Este método consiste en utilizar papel higiénico, un líquido limpiador y el movimiento de la ventana para arrastrar la suciedad que se aloja en los rieles inferiores. Es especialmente útil para las ventanas corredizas, donde los pequeños canales pueden transformarse en depósitos significativos de polvo.
Para llevarlo a cabo, primero es necesario cortar varios trozos largos de papel higiénico y colocarlos sobre el riel inferior de la ventana, de manera que cubran la zona propensa a acumular suciedad.
A continuación, se aplica un producto de limpieza líquido sobre el papel mediante un atomizador. Después de humedecer el papel, se cierra la ventana.
Posteriormente, basta con abrir la ventana de nuevo y retirar el papel. Al hacerlo, gran parte del polvo y los residuos quedan atrapados en el papel, dejando el riel considerablemente más limpio.
Una de las principales ventajas de este método es que permite acceder a lugares de difícil acceso donde un trapo convencional no llega. Los rieles tienen rincones y espacios reducidos que tienden a acumular suciedad, así que pasar un paño por encima no siempre es suficiente.
Adicionalmente, el papel higiénico tiene la capacidad de absorber el líquido y retener una parte de la suciedad.

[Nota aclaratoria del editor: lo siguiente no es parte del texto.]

/// Reference-object calibration
///
/// Turns a recognized reference object and its detected pixel extent into a
/// pixels-per-centimeter scale for the session.

use tracing::{debug, warn};

use crate::errors::{AnalysisError, AnalysisResult};
use crate::models::{CalibrationData, ReferenceDetection, ReferenceDimensions, ReferenceObjectKind};
use crate::services::geometry::validate_scale;

/// Scale returned for an unrecognized reference label
pub const IDENTITY_SCALE: f64 = 1.0;

/// Aspect mismatch beyond which a detection is reported as suspicious
const ASPECT_WARN_RATIO: f64 = 0.15;

/// Pixels per centimeter from a reference object's detected width.
///
/// Coins divide by their diameter, everything else by its physical width.
/// `pixel_height` only feeds a consistency check and never changes the scale.
pub fn calibrate(
    kind: ReferenceObjectKind,
    pixel_width: f64,
    pixel_height: Option<f64>,
) -> AnalysisResult<f64> {
    if !(pixel_width.is_finite() && pixel_width > 0.0) {
        return Err(AnalysisError::InvalidScale(pixel_width));
    }

    let (scale, expected_height_cm) = match kind.dimensions() {
        ReferenceDimensions::Circle { diameter_cm } => (pixel_width / diameter_cm, diameter_cm),
        ReferenceDimensions::Rectangle {
            width_cm,
            height_cm,
        } => (pixel_width / width_cm, height_cm),
    };

    if let Some(pixel_height) = pixel_height.filter(|h| h.is_finite() && *h > 0.0) {
        let implied = pixel_height / expected_height_cm;
        if (implied - scale).abs() / scale > ASPECT_WARN_RATIO {
            warn!(
                "Reference {} height implies {:.3} px/cm but width gives {:.3} px/cm",
                kind, implied, scale
            );
        }
    }

    debug!("Calibrated {} at {:.3} px/cm", kind, scale);
    validate_scale(scale)
}

/// Calibrate from a free-form reference label.
///
/// Unrecognized labels yield [`IDENTITY_SCALE`] so downstream math stays
/// defined even with a bad detection.
pub fn calibrate_label(label: &str, pixel_width: f64, pixel_height: Option<f64>) -> AnalysisResult<f64> {
    match label.parse::<ReferenceObjectKind>() {
        Ok(kind) => calibrate(kind, pixel_width, pixel_height),
        Err(_) => {
            warn!("Unrecognized reference object {:?}, using identity scale", label);
            Ok(IDENTITY_SCALE)
        }
    }
}

/// Session calibration from a vision-backend detection
pub fn calibrate_detection(detection: &ReferenceDetection) -> AnalysisResult<CalibrationData> {
    let scale = calibrate(
        detection.kind,
        detection.bounds.width,
        Some(detection.bounds.height),
    )?;
    Ok(CalibrationData::from_reference(detection.kind, scale))
}

/// Scale an evaluator should use, and whether it came from the fallback
#[derive(Debug, Clone, Copy, PartialEq)]
pub struct ResolvedScale {
    pub pixels_per_cm: f64,
    pub is_fallback: bool,
}

/// Session scale, or `default_pixels_per_cm` when none was recorded
pub fn resolve_scale(
    calibration: &CalibrationData,
    default_pixels_per_cm: f64,
) -> AnalysisResult<ResolvedScale> {
    match calibration.pixels_per_cm {
        Some(scale) => Ok(ResolvedScale {
            pixels_per_cm: validate_scale(scale)?,
            is_fallback: false,
        }),
        None => {
            warn!(
                "No pixels-per-cm in calibration, falling back to {} px/cm",
                default_pixels_per_cm
            );
            Ok(ResolvedScale {
                pixels_per_cm: validate_scale(default_pixels_per_cm)?,
                is_fallback: true,
            })
        }
    }
}

#[cfg(test)]
mod tests {
    use super::*;
    use crate::models::PixelBounds;
    use assert_matches::assert_matches;

    #[test]
    fn test_credit_card_width() {
        let scale = calibrate(ReferenceObjectKind::CreditCard, 85.6, None).unwrap();
        assert!((scale - 10.0).abs() < 1e-9);
    }

    #[test]
    fn test_coin_uses_diameter() {
        let scale = calibrate(ReferenceObjectKind::CoinQuarter, 24.26, None).unwrap();
        assert!((scale - 10.0).abs() < 1e-9);
    }

    #[test]
    fn test_height_does_not_change_scale() {
        let without = calibrate(ReferenceObjectKind::A4Paper, 420.0, None).unwrap();
        let with = calibrate(ReferenceObjectKind::A4Paper, 420.0, Some(100.0)).unwrap();
        assert_eq!(without, with);
    }

    #[test]
    fn test_unknown_label_is_identity() {
        assert_eq!(calibrate_label("banana", 120.0, None).unwrap(), IDENTITY_SCALE);
        let scale = calibrate_label("credit_card", 85.6, None).unwrap();
        assert!((scale - 10.0).abs() < 1e-9);
    }

    #[test]
    fn test_zero_width_is_invalid() {
        assert_matches!(
            calibrate(ReferenceObjectKind::Smartphone, 0.0, None),
            Err(AnalysisError::InvalidScale(_))
        );
    }

    #[test]
    fn test_detection_produces_session_calibration() {
        let detection = ReferenceDetection {
            kind: ReferenceObjectKind::CreditCard,
            bounds: PixelBounds {
                x: 10.0,
                y: 10.0,
                width: 171.2,
                height: 107.96,
            },
        };
        let calibration = calibrate_detection(&detection).unwrap();
        assert!(calibration.is_calibrated());
        assert!((calibration.pixels_per_cm.unwrap() - 20.0).abs() < 1e-9);
    }

    #[test]
    fn test_resolve_scale_fallback() {
        let resolved = resolve_scale(&CalibrationData::default(), 5.0).unwrap();
        assert_eq!(resolved.pixels_per_cm, 5.0);
        assert!(resolved.is_fallback);

        let bad = CalibrationData {
            pixels_per_cm: Some(-1.0),
            ..Default::default()
        };
        assert_matches!(resolve_scale(&bad, 5.0), Err(AnalysisError::InvalidScale(_)));
    }
}
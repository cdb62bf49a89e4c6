use anyhow::{Context as _, Result};
use clap::Args;
use fitscore::models::{CalibrationData, TestInputs, TestResult, TestType};
use fitscore::services::evaluate_with_config;
use serde::de::DeserializeOwned;
use std::fs;
use std::path::{Path, PathBuf};

use super::render::{print_json, print_result};
use super::Context;
use crate::config::OutputFormat;

#[derive(Args)]
pub struct EvaluateCommand {
    /// Test identifier (e.g. height, vertical_jump, 30m_sprint)
    test_type: String,

    /// JSON file holding the test inputs
    #[arg(short, long)]
    inputs: PathBuf,

    /// JSON calibration written by `fitscore calibrate --save`
    #[arg(short, long)]
    calibration: Option<PathBuf>,

    /// Append the result to a JSON array file
    #[arg(long)]
    append: Option<PathBuf>,
}

pub(crate) fn read_json<T: DeserializeOwned>(path: &Path) -> Result<T> {
    let contents =
        fs::read_to_string(path).with_context(|| format!("Failed to read {}", path.display()))?;
    serde_json::from_str(&contents).with_context(|| format!("Failed to parse {}", path.display()))
}

/// Add a result to the array stored at `path`, creating the file if needed
pub(crate) fn append_result(path: &Path, result: &TestResult) -> Result<()> {
    let mut results: Vec<TestResult> = if path.exists() {
        read_json(path)?
    } else {
        Vec::new()
    };
    results.push(result.clone());
    fs::write(path, serde_json::to_string_pretty(&results)?)
        .with_context(|| format!("Failed to write {}", path.display()))?;
    Ok(())
}

impl EvaluateCommand {
    pub fn execute(&self, ctx: &Context) -> Result<()> {
        let test_type: TestType = self.test_type.parse()?;
        let inputs: TestInputs = read_json(&self.inputs)?;
        let calibration: CalibrationData = match &self.calibration {
            Some(path) => read_json(path)?,
            None => CalibrationData::default(),
        };

        let result = evaluate_with_config(test_type, inputs, &calibration, &ctx.config.scoring)?;

        if let Some(path) = &self.append {
            append_result(path, &result)?;
        }

        match ctx.format {
            OutputFormat::Json => print_json(&result)?,
            OutputFormat::Text => print_result(&result),
        }

        Ok(())
    }
}
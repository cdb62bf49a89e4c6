/// GPS Track Analyzer
///
/// Cumulative great-circle distance and elapsed time over a time-ordered
/// list of fixes, plus the course sanity checks evaluators apply.

use statrs::statistics::Statistics;
use tracing::debug;

use crate::errors::{AnalysisError, AnalysisResult};
use crate::models::GpsFix;

pub const EARTH_RADIUS_M: f64 = 6_371_000.0;

/// Minimum fixes for distance or time
pub const MIN_FIXES: usize = 2;

/// Great-circle distance between two fixes in meters
pub fn haversine_m(a: &GpsFix, b: &GpsFix) -> f64 {
    let lat1 = a.lat.to_radians();
    let lat2 = b.lat.to_radians();
    let dlat = (b.lat - a.lat).to_radians();
    let dlng = (b.lng - a.lng).to_radians();

    let h = (dlat / 2.0).sin().powi(2) + lat1.cos() * lat2.cos() * (dlng / 2.0).sin().powi(2);
    let c = 2.0 * h.sqrt().atan2((1.0 - h).sqrt());
    EARTH_RADIUS_M * c
}

/// Sum of consecutive haversine legs; 0 with fewer than two fixes
pub fn total_distance(fixes: &[GpsFix]) -> f64 {
    if fixes.len() < MIN_FIXES {
        return 0.0;
    }
    let total: f64 = fixes.windows(2).map(|w| haversine_m(&w[0], &w[1])).sum();
    debug!("{} fixes cover {:.1} m", fixes.len(), total);
    total
}

/// Seconds between first and last fix; 0 with fewer than two fixes
pub fn elapsed_time(fixes: &[GpsFix]) -> f64 {
    match (fixes.first(), fixes.last()) {
        (Some(first), Some(last)) if fixes.len() >= MIN_FIXES => {
            last.timestamp_ms.saturating_sub(first.timestamp_ms) as f64 / 1000.0
        }
        _ => 0.0,
    }
}

/// At least two fixes, all with coordinates on the globe
pub fn require_fixes(fixes: &[GpsFix]) -> AnalysisResult<()> {
    if fixes.len() < MIN_FIXES {
        return Err(AnalysisError::InsufficientSamples {
            required: MIN_FIXES,
            actual: fixes.len(),
        });
    }
    if let Some(fix) = fixes
        .iter()
        .find(|f| !((-90.0..=90.0).contains(&f.lat) && (-180.0..=180.0).contains(&f.lng)))
    {
        return Err(AnalysisError::InvalidMeasurement(format!(
            "fix at {} ms has coordinates out of range ({}, {})",
            fix.timestamp_ms, fix.lat, fix.lng
        )));
    }
    Ok(())
}

fn require_finite(distance_m: f64) -> AnalysisResult<()> {
    if !distance_m.is_finite() {
        return Err(AnalysisError::ImplausibleTrack(format!(
            "track distance is not a number ({})",
            distance_m
        )));
    }
    Ok(())
}

/// Reject a track deviating from `expected_m` by more than `tolerance`
/// (fraction of the course)
pub fn check_relative_deviation(distance_m: f64, expected_m: f64, tolerance: f64) -> AnalysisResult<()> {
    require_finite(distance_m)?;
    let deviation = (distance_m - expected_m).abs() / expected_m;
    if deviation > tolerance {
        return Err(AnalysisError::ImplausibleTrack(format!(
            "measured {:.1} m on a {:.0} m course ({:.0}% off, limit {:.0}%)",
            distance_m,
            expected_m,
            deviation * 100.0,
            tolerance * 100.0
        )));
    }
    Ok(())
}

/// Reject a track outside `expected_m ± band_m`
pub fn check_absolute_band(distance_m: f64, expected_m: f64, band_m: f64) -> AnalysisResult<()> {
    require_finite(distance_m)?;
    if (distance_m - expected_m).abs() > band_m {
        return Err(AnalysisError::ImplausibleTrack(format!(
            "measured {:.1} m, expected {:.0} ± {:.0} m",
            distance_m, expected_m, band_m
        )));
    }
    Ok(())
}

/// Accuracy score from the mean reported fix accuracy: 100 at 0 m, losing
/// five points per meter of uncertainty
pub fn track_accuracy(fixes: &[GpsFix]) -> f64 {
    if fixes.is_empty() {
        return 0.0;
    }
    let mean_error = fixes.iter().map(|f| f.accuracy_meters.max(0.0)).mean();
    (100.0 - mean_error * 5.0).clamp(0.0, 100.0)
}
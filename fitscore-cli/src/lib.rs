// Library exports for the fitscore CLI
// This allows testing of internal modules

pub mod commands;
pub mod config;
mod aggregate;
mod calibrate;
mod config_cmd;
mod evaluate;
mod render;
mod simulate;

use anyhow::Result;
use clap::{Parser, Subcommand};
use std::path::PathBuf;

use crate::config::{Config, OutputFormat};

pub use aggregate::AggregateCommand;
pub use calibrate::CalibrateCommand;
pub use evaluate::EvaluateCommand;
pub use simulate::SimulateCommand;

#[derive(Parser)]
#[command(name = "fitscore")]
#[command(about = "Score standardized fitness tests from sensor and vision data", long_about = None)]
#[command(version)]
pub struct Cli {
    #[command(subcommand)]
    command: Commands,

    /// Enable verbose logging
    #[arg(short, long, global = true)]
    pub verbose: bool,

    /// Path to configuration file
    #[arg(long, global = true, env = "FITSCORE_CONFIG")]
    config: Option<PathBuf>,

    /// Output format, overriding the configuration file
    #[arg(long, global = true, value_enum)]
    format: Option<OutputFormat>,

    /// Disable colored output
    #[arg(long, global = true)]
    no_color: bool,
}

#[derive(Subcommand)]
enum Commands {
    /// Compute a pixels-per-cm scale from a reference object
    Calibrate(CalibrateCommand),

    /// Evaluate one test from a JSON inputs file
    Evaluate(EvaluateCommand),

    /// Produce a labelled simulated estimate for an upload-only test
    Simulate(SimulateCommand),

    /// Normalize and combine a set of results into an overall score
    Aggregate(AggregateCommand),

    /// Manage configuration
    #[command(subcommand)]
    Config(ConfigSubcommands),

    /// Generate shell completions
    Completions {
        /// Shell to generate completions for
        #[arg(value_enum)]
        shell: clap_complete::Shell,
    },
}

#[derive(Subcommand)]
enum ConfigSubcommands {
    /// Show current configuration
    Show,

    /// Initialize configuration with defaults
    Init {
        /// Overwrite existing config
        #[arg(short, long)]
        force: bool,
    },

    /// Print the configuration file location
    Path,
}

/// Settings every subcommand renders with
pub struct Context {
    pub config: Config,
    pub format: OutputFormat,
}

impl Cli {
    pub fn execute(self) -> Result<()> {
        if self.verbose {
            tracing::info!("Verbose mode enabled");
        }
        let config_path = self.config.as_deref();

        match &self.command {
            Commands::Config(subcmd) => match subcmd {
                ConfigSubcommands::Show => config_cmd::show_config(config_path),
                ConfigSubcommands::Init { force } => config_cmd::init_config(config_path, *force),
                ConfigSubcommands::Path => config_cmd::config_path(config_path),
            },
            Commands::Completions { shell } => {
                generate_completions(*shell);
                Ok(())
            }
            Commands::Calibrate(cmd) => cmd.execute(&self.context()?),
            Commands::Evaluate(cmd) => cmd.execute(&self.context()?),
            Commands::Simulate(cmd) => cmd.execute(&self.context()?),
            Commands::Aggregate(cmd) => cmd.execute(&self.context()?),
        }
    }

    fn context(&self) -> Result<Context> {
        let config = Config::load(self.config.as_deref())?;
        let format = self.format.unwrap_or(config.output.format);
        if self.no_color || !config.output.color {
            colored::control::set_override(false);
        }
        Ok(Context { config, format })
    }
}

fn generate_completions(shell: clap_complete::Shell) {
    use clap::CommandFactory;
    use clap_complete::generate;
    use std::io;

    let mut cmd = Cli::command();
    let name = cmd.get_name().to_string();
    generate(shell, &mut cmd, name, &mut io::stdout());
}
use fitscore::models::{Point2D, Rating, ResultSource, TestResult, TestType};
use fitscore::services::{angle, distance, geometry::round_to, rate, score_aggregator};
use fitscore::AnalysisError;
use proptest::prelude::*;

fn coordinate() -> impl Strategy<Value = f64> {
    -10_000.0..10_000.0f64
}

fn point() -> impl Strategy<Value = Point2D> {
    (coordinate(), coordinate()).prop_map(|(x, y)| Point2D::new(x, y))
}

fn known_test_type() -> impl Strategy<Value = TestType> {
    prop::sample::select(TestType::all().to_vec())
}

fn any_score() -> impl Strategy<Value = f64> {
    prop_oneof![
        -1.0e6..1.0e6f64,
        Just(f64::NAN),
        Just(f64::INFINITY),
        Just(f64::NEG_INFINITY),
        Just(0.0),
    ]
}

fn result_with(test_type: TestType, score: f64) -> TestResult {
    TestResult {
        id: uuid::Uuid::new_v4(),
        unit: test_type.unit().to_string(),
        test_type,
        score,
        accuracy: 90.0,
        timestamp: chrono::Utc::now(),
        rating: None,
        source: ResultSource::Measured,
        raw_data: serde_json::Value::Null,
        feedback: String::new(),
    }
}

proptest! {
    #[test]
    fn distance_to_self_is_zero(p in point(), pixels_per_cm in 0.001..1000.0f64) {
        prop_assert_eq!(distance(p, p, pixels_per_cm).unwrap(), 0.0);
    }

    #[test]
    fn distance_rejects_non_positive_scale(p in point(), q in point(), pixels_per_cm in -1000.0..=0.0f64) {
        prop_assert!(matches!(
            distance(p, q, pixels_per_cm),
            Err(AnalysisError::InvalidScale(_))
        ));
    }

    #[test]
    fn angle_is_symmetric_and_bounded(p1 in point(), v in point(), p3 in point()) {
        prop_assume!(p1 != v && p3 != v);
        let forward = angle(p1, v, p3).unwrap();
        let backward = angle(p3, v, p1).unwrap();
        prop_assert_eq!(forward, backward);
        prop_assert!((0.0..=180.0).contains(&forward));
    }

    #[test]
    fn every_score_gets_exactly_one_bucket(test_type in known_test_type(), score in any_score()) {
        let rating = rate(&test_type, score, None);
        match test_type {
            TestType::Height | TestType::Weight => prop_assert_eq!(rating, None),
            _ => prop_assert!(matches!(
                rating,
                Some(Rating::Poor | Rating::Average | Rating::Good | Rating::Excellent)
            )),
        }
    }

    #[test]
    fn normalized_scores_stay_in_range(test_type in known_test_type(), score in -1.0e6..1.0e6f64) {
        let value = score_aggregator::normalize(&result_with(test_type, score));
        prop_assert!((0.0..=100.0).contains(&value));
    }

    #[test]
    fn single_result_aggregates_to_itself(score in 0.0..120.0f64) {
        let result = result_with(TestType::VerticalJump, score);
        let v = score_aggregator::normalize(&result);
        prop_assert_eq!(score_aggregator::aggregate([&result]), v);
    }

    #[test]
    fn half_unit_rounding_lands_on_grid(value in 0.0..500.0f64) {
        let rounded = round_to(value, 2.0);
        prop_assert_eq!((rounded * 2.0).fract(), 0.0);
        prop_assert!((rounded - value).abs() <= 0.25 + 1e-9);
    }
}
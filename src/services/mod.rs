// Measurement and scoring services

pub mod assessment_service;
pub mod calibration_service;
pub mod geometry;
pub mod gps_analyzer;
pub mod inertial_analyzer;
pub mod rating;
pub mod score_aggregator;
pub mod simulation_service;
pub mod test_evaluator;
pub mod vision_analyzer;
pub mod vision_backend;

pub use assessment_service::AssessmentService;
pub use calibration_service::{calibrate, calibrate_detection, calibrate_label, resolve_scale, ResolvedScale};
pub use geometry::{angle, distance, round_to};
pub use rating::{rate, RatingThresholds};
pub use score_aggregator::{aggregate, normalize, normalize_and_aggregate};
pub use simulation_service::simulate_estimate;
pub use test_evaluator::{evaluate, evaluate_with_config};
pub use vision_backend::{VideoClip, VisionBackend, VisionError};
impl MetadataManager {
    pub fn new(
        collection: CollectionName,
        store: Arc<dyn DocumentStore>,
        replication: Arc<dyn ReplicationWaiter>,
        runtime: Handle,
        config: Arc<CleanupConfig>,
    ) -> Self {
        let mut trackers = BTreeMap::new();
        trackers.insert(0, Tracker::new(None));
        Self {
            inner: Arc::new(ManagerInner {
                collection,
                store,
                replication,
                runtime,
                config,
                state: Mutex::new(ManagerState {
                    next_tracker_id: 1,
                    active: 0,
                    trackers,
                    in_use: VecDeque::new(),
                    receiving: BTreeMap::new(),
                    ranges_to_clean: RangeDeletionQueue::new(),
                    generation: CleanupNotification::pending(),
                }),
            }),
        }
    }

    pub fn collection(&self) -> &CollectionName {
        &self.inner.collection
    }

    /// Borrow the active snapshot, bumping its tracker's reference count.
    pub fn get_active_metadata(&self) -> ScopedCollectionMetadata {
        let mut state = self.inner.lock_state();
        let id = state.active;
        let tracker = state.active_tracker_mut();
        tracker.usage_count += 1;
        ScopedCollectionMetadata {
            manager: self.inner.clone(),
            tracker: id,
            snapshot: tracker.metadata.clone(),
        }
    }

    /// Install a fresher ownership snapshot, or `None` when the collection
    /// is no longer sharded.
    pub fn refresh_active_metadata(&self, remote: Option<OwnershipSnapshot>) {
        let mut guard = self.inner.lock_state();
        let state = &mut *guard;
        let active_metadata = state.active_tracker().metadata.clone();

        // Never sharded in the first place; every caller path refreshes
        // regardless of whether the collection is sharded, so stay quiet.
        if remote.is_none() && active_metadata.is_none() {
            assert!(
                state.receiving.is_empty(),
                "receiving chunks tracked for an unsharded collection"
            );
            assert!(
                state.ranges_to_clean.is_empty(),
                "deletion queue non-empty for an unsharded collection"
            );
            return;
        }

        // Collection is becoming unsharded: discard tracking wholesale.
        let Some(remote) = remote else {
            let active = active_metadata.expect("sharded metadata");
            tracing::info!(
                collection = %self.inner.collection,
                metadata = %active,
                "marking collection as no longer sharded"
            );
            state.receiving.clear();
            state.ranges_to_clean.clear();
            state.set_active_metadata(None);
            return;
        };

        // Collection is becoming sharded.
        let Some(active) = active_metadata else {
            assert!(
                state.receiving.is_empty(),
                "receiving chunks tracked before the first ownership snapshot"
            );
            assert!(
                state.ranges_to_clean.is_empty(),
                "deletion queue non-empty before the first ownership snapshot"
            );
            tracing::info!(
                collection = %self.inner.collection,
                metadata = %remote,
                "marking collection as sharded"
            );
            state.set_active_metadata(Some(Arc::new(remote)));
            return;
        };

        // Versions are monotonic; a stale or duplicate refresh is a no-op.
        if active.version() >= remote.version() {
            tracing::debug!(
                collection = %self.inner.collection,
                active = %active,
                remote = %remote,
                "ignoring refresh of active metadata with an older version"
            );
            return;
        }

        tracing::info!(
            collection = %self.inner.collection,
            from = %active,
            to = %remote,
            "refreshing collection metadata"
        );

        // Receiving chunks now covered by the new snapshot have completed
        // their migration; ownership caught up to reality, so nothing to
        // move or delete.
        let collection = &self.inner.collection;
        state.receiving.retain(|min, info| {
            let range = ChunkRange::new(min.clone(), info.max.clone());
            if remote.range_overlaps_chunk(&range) {
                tracing::debug!(
                    collection = %collection,
                    range = %range,
                    "verified chunk has been migrated to this shard"
                );
                false
            } else {
                true
            }
        });

        state.set_active_metadata(Some(Arc::new(remote)));
    }

    /// Register an inbound migration for `range`.
    ///
    /// Rejected when a potentially long-running query could still depend on
    /// documents in the range through any live snapshot. On acceptance the
    /// range is queued for pre-emptive cleanup so stale leftovers from a
    /// prior failed migration are purged before new data streams in.
    pub fn begin_receive(&self, range: ChunkRange) -> bool {
        let mut guard = self.inner.lock_state();
        let state = &mut *guard;
        if state.overlaps_in_use_chunk(&range) {
            tracing::debug!(
                collection = %self.inner.collection,
                range = %range,
                "rejecting inbound migration, range is depended on by in-flight readers"
            );
            return false;
        }
        state.receiving.insert(
            range.min().to_vec(),
            ChunkInfo {
                max: range.max().to_vec(),
                version: ChunkVersion::IGNORED,
            },
        );
        self.inner.push_range_to_clean(state, range);
        true
    }

    /// Abandon an inbound migration. Partially received documents have no
    /// readers, so the range goes straight to the deletion queue.
    pub fn forget_receive(&self, range: &ChunkRange) {
        let mut guard = self.inner.lock_state();
        let state = &mut *guard;
        let removed = state.receiving.remove(range.min());
        assert!(
            removed.is_some(),
            "forget_receive for a range that is not being received"
        );
        self.inner.push_range_to_clean(state, range.clone());
    }

    /// Dispose of a range this node no longer owns (donor side, after a
    /// chunk migrated out or a fresher snapshot displaced it).
    pub fn clean_up_range(&self, range: ChunkRange) {
        let mut guard = self.inner.lock_state();
        let state = &mut *guard;

        let active = state.active_tracker();
        let active_overlap = active
            .metadata
            .as_ref()
            .is_some_and(|m| m.range_overlaps_chunk(&range));
        if (active.usage_count == 0 || !active_overlap) && !state.overlaps_in_use_chunk(&range) {
            // No running query can depend on it; queue it immediately.
            self.inner.push_range_to_clean(state, range);
        } else {
            let active = state.active_tracker_mut();
            assert!(
                active.orphans.is_none(),
                "tracker already holds a deferred orphan range"
            );
            active.orphans = Some(range);
        }
    }

    /// Does `key` fall in a chunk currently being migrated into this node?
    pub fn key_is_pending(&self, key: &[u8]) -> bool {
        let state = self.inner.lock_state();
        if state.receiving.is_empty() {
            return false;
        }
        let up_to_key = (Bound::Unbounded, Bound::Included(key));
        match state.receiving.range::<[u8], _>(up_to_key).next_back() {
            Some((min, info)) => min.as_slice() <= key && key < info.max.as_slice(),
            None => false,
        }
    }

    /// Notification resolving once no tracked deletion work overlapping
    /// `range` remains.
    ///
    /// While a live tracker still defers an overlapping orphan the range is
    /// not even queued yet, so the caller gets the generation notification:
    /// wait, then re-check.
    pub fn track_cleanup(&self, range: &ChunkRange) -> CleanupNotification {
        let state = self.inner.lock_state();
        if state.overlaps_in_use_cleanups(range) {
            return state.generation.clone();
        }
        state.ranges_to_clean.overlaps(range)
    }

    pub fn number_of_ranges_to_clean(&self) -> usize {
        self.inner.lock_state().ranges_to_clean.size()
    }

    /// Deferred orphans still parked on live trackers, not yet queued.
    pub fn number_of_ranges_to_clean_still_in_use(&self) -> usize {
        let state = self.inner.lock_state();
        let deferred = |id: &TrackerId| state.trackers[id].orphans.is_some();
        let mut count = usize::from(deferred(&state.active));
        count += state.in_use.iter().filter(|id| deferred(id)).count();
        count
    }

    /// Superseded snapshots still alive for in-flight readers.
    pub fn number_of_metadata_snapshots(&self) -> usize {
        self.inner.lock_state().in_use.len()
    }

    /// Snapshot of cleanup state for status reporting.
    pub fn diagnostics(&self) -> CleanupDiagnostics {
        let state = self.inner.lock_state();
        let pending_chunks = state
            .receiving
            .iter()
            .map(|(min, info)| ChunkRange::new(min.clone(), info.max.clone()))
            .collect();
        let active_metadata_ranges = state
            .active_tracker()
            .metadata
            .as_ref()
            .map(|m| m.chunk_ranges().collect())
            .unwrap_or_default();
        CleanupDiagnostics {
            ranges_to_clean: state.ranges_to_clean.pending_ranges(),
            pending_chunks,
            active_metadata_ranges,
        }
    }
}

/// Diagnostic document consumed by status reporting.
#[derive(Clone, Debug, Serialize)]
#[serde(rename_all = "camelCase")]
pub struct CleanupDiagnostics {
    pub ranges_to_clean: Vec<ChunkRange>,
    pub pending_chunks: Vec<ChunkRange>,
    pub active_metadata_ranges: Vec<ChunkRange>,
}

Al comprimirse por el movimiento de la ventana, actúa como un paño desechable que se adapta al espacio disponible.
Otro aspecto positivo es que no se requieren muchos elementos para su aplicación: solo se necesita papel y un producto limpiador. Al finalizar el proceso, el papel se desecha, evitando la necesidad de lavar un trapo lleno de polvo y suciedad.